The Adventure Continues

This is a short one page chapter, but interesting, and probably not well-named. It feels more like a "miscellaneous other cool things you can do during the adventure with advanced players to surprise them," but that's a long chapter name. It adds a few extra ways to find treasure and make money, which are all decent food for thought for other adventures.

Other Thoughts and Conclusion

A fun dungeon, and I want to try running it with my current party soon. If I get any surprising insights from actually running it, I might add a follow-up post to this preview review. Altogether, it has some good advice, involves a bit of lateral thinking, and anticipates a lot of unusual actions from players.
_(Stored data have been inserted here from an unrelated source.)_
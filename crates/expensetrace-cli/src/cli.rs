//! CLI argument definitions using clap
//!
//! This module contains all the clap structs and enums for parsing CLI arguments.
//! The actual command implementations are in the `commands` module.

use std::path::PathBuf;

use clap::{Parser, Subcommand};

/// ExpenseTrace - Track where your money goes
#[derive(Parser)]
#[command(name = "expensetrace")]
#[command(about = "Personal expense tracker: import statements, categorize, report", long_about = None)]
#[command(version)]
pub struct Cli {
    /// Config file (YAML); a missing file means defaults
    #[arg(long, env = "EXPENSETRACE_CONFIG", global = true)]
    pub config: Option<PathBuf>,

    /// Database path, overrides the configured source
    #[arg(long, global = true)]
    pub db: Option<PathBuf>,

    /// User whose data the command works on
    #[arg(short, long, default_value = "admin", global = true)]
    pub user: String,

    #[command(subcommand)]
    pub command: Commands,
}

#[derive(Subcommand)]
pub enum Commands {
    /// Create or upgrade the database schema
    Init,

    /// Import expenses from a CSV or JSON statement
    Import {
        /// Statement file (.csv or .json)
        file: PathBuf,

        /// Source name for rows that don't carry one (defaults to the file name)
        #[arg(short, long)]
        source: Option<String>,
    },

    /// Show a monthly or yearly report
    Report {
        /// Month (1-12); without it the whole year is reported
        #[arg(short, long)]
        month: Option<u32>,

        /// Year (defaults to the current year)
        #[arg(short, long)]
        year: Option<i32>,

        /// List the expenses of every category
        #[arg(short, long)]
        verbose: bool,
    },

    /// Manage categorization rules
    Category {
        #[command(subcommand)]
        action: Option<CategoryAction>,
    },

    /// Search expenses
    Search {
        /// Filter as key=value (description, source, amount_min, amount_max,
        /// date_from, date_to, sort)
        #[arg(short, long = "filter", value_parser = parse_key_val)]
        filters: Vec<(String, String)>,

        /// Substring of the description
        #[arg(short, long)]
        keyword: Option<String>,

        /// Print results as JSON
        #[arg(long)]
        json: bool,
    },

    /// Export expenses to CSV
    Export {
        /// Output file (defaults to stdout)
        #[arg(short, long)]
        output: Option<PathBuf>,

        /// Filter as key=value, same keys as `search`
        #[arg(short, long = "filter", value_parser = parse_key_val)]
        filters: Vec<(String, String)>,
    },

    /// Drop every table in the database
    Delete {
        /// Skip confirmation prompt
        #[arg(long, short = 'y')]
        yes: bool,
    },
}

#[derive(Subcommand)]
pub enum CategoryAction {
    /// List categories
    List,

    /// Add a category and apply it to uncategorized expenses
    Add {
        /// Category name
        name: String,

        /// Regex matched against lowercased descriptions
        pattern: String,
    },

    /// Change a category's name or pattern
    Update {
        /// Category ID
        id: i64,

        /// New name
        #[arg(long)]
        name: Option<String>,

        /// New pattern
        #[arg(long)]
        pattern: Option<String>,
    },

    /// Add one literal description to a category's pattern
    Extend {
        /// Category ID
        id: i64,

        /// Description to match from now on
        description: String,
    },

    /// Delete a category; its expenses become uncategorized
    Delete {
        /// Category ID
        id: i64,
    },

    /// Delete every category except the exclude one
    Reset {
        /// Skip confirmation prompt
        #[arg(long, short = 'y')]
        yes: bool,
    },

    /// Match uncategorized expenses against the current rules
    Recategorize,

    /// Show uncategorized expenses grouped by description
    Inspect {
        /// Write the groups as JSON to this file
        #[arg(short, long)]
        output: Option<PathBuf>,
    },
}

/// Parse a `key=value` argument
pub fn parse_key_val(s: &str) -> Result<(String, String), String> {
    let (key, value) = s
        .split_once('=')
        .ok_or_else(|| format!("expected key=value, got '{}'", s))?;
    if key.trim().is_empty() {
        return Err(format!("missing key in '{}'", s));
    }
    Ok((key.trim().to_string(), value.to_string()))
}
I sometimes think some sections are a bit too verbose to be able to helpfully refer to them in play (Though Dungeon Fantasy and GURPS encourage you to learn to "Roll and Shout" if you don't know the immediate text book answer to the wacky problems of "If I have a cheap pick axe made for a left handed delver but I lost my left thumb, and want to burrow through a fine quality stucco wall, how many hours do I need to spend on architecture to make sure I don't cause a cave in?") The printable sized maps are good quality, but I think it's unfortunate that they are annotated, which makes any surprise elements a bit less surprising when you see a big (2) on the ground near a wall.... I guess at least they don't know if the (2) means "This wall will explode if you get too close" or "This wall has a cool thing hidden inside," so in that respect, there is still a teeny bit of mystery.


  1. "a preview/pre-release document, so perhaps some things will change between now and the true release"

    The Physical books are the release. They have been printed. They can't be changed anymore

    1. Well, maybe they can touch it up for a V1.01 release. ;3

    2. Only we will all have our copies. Nice for the PDF I guess.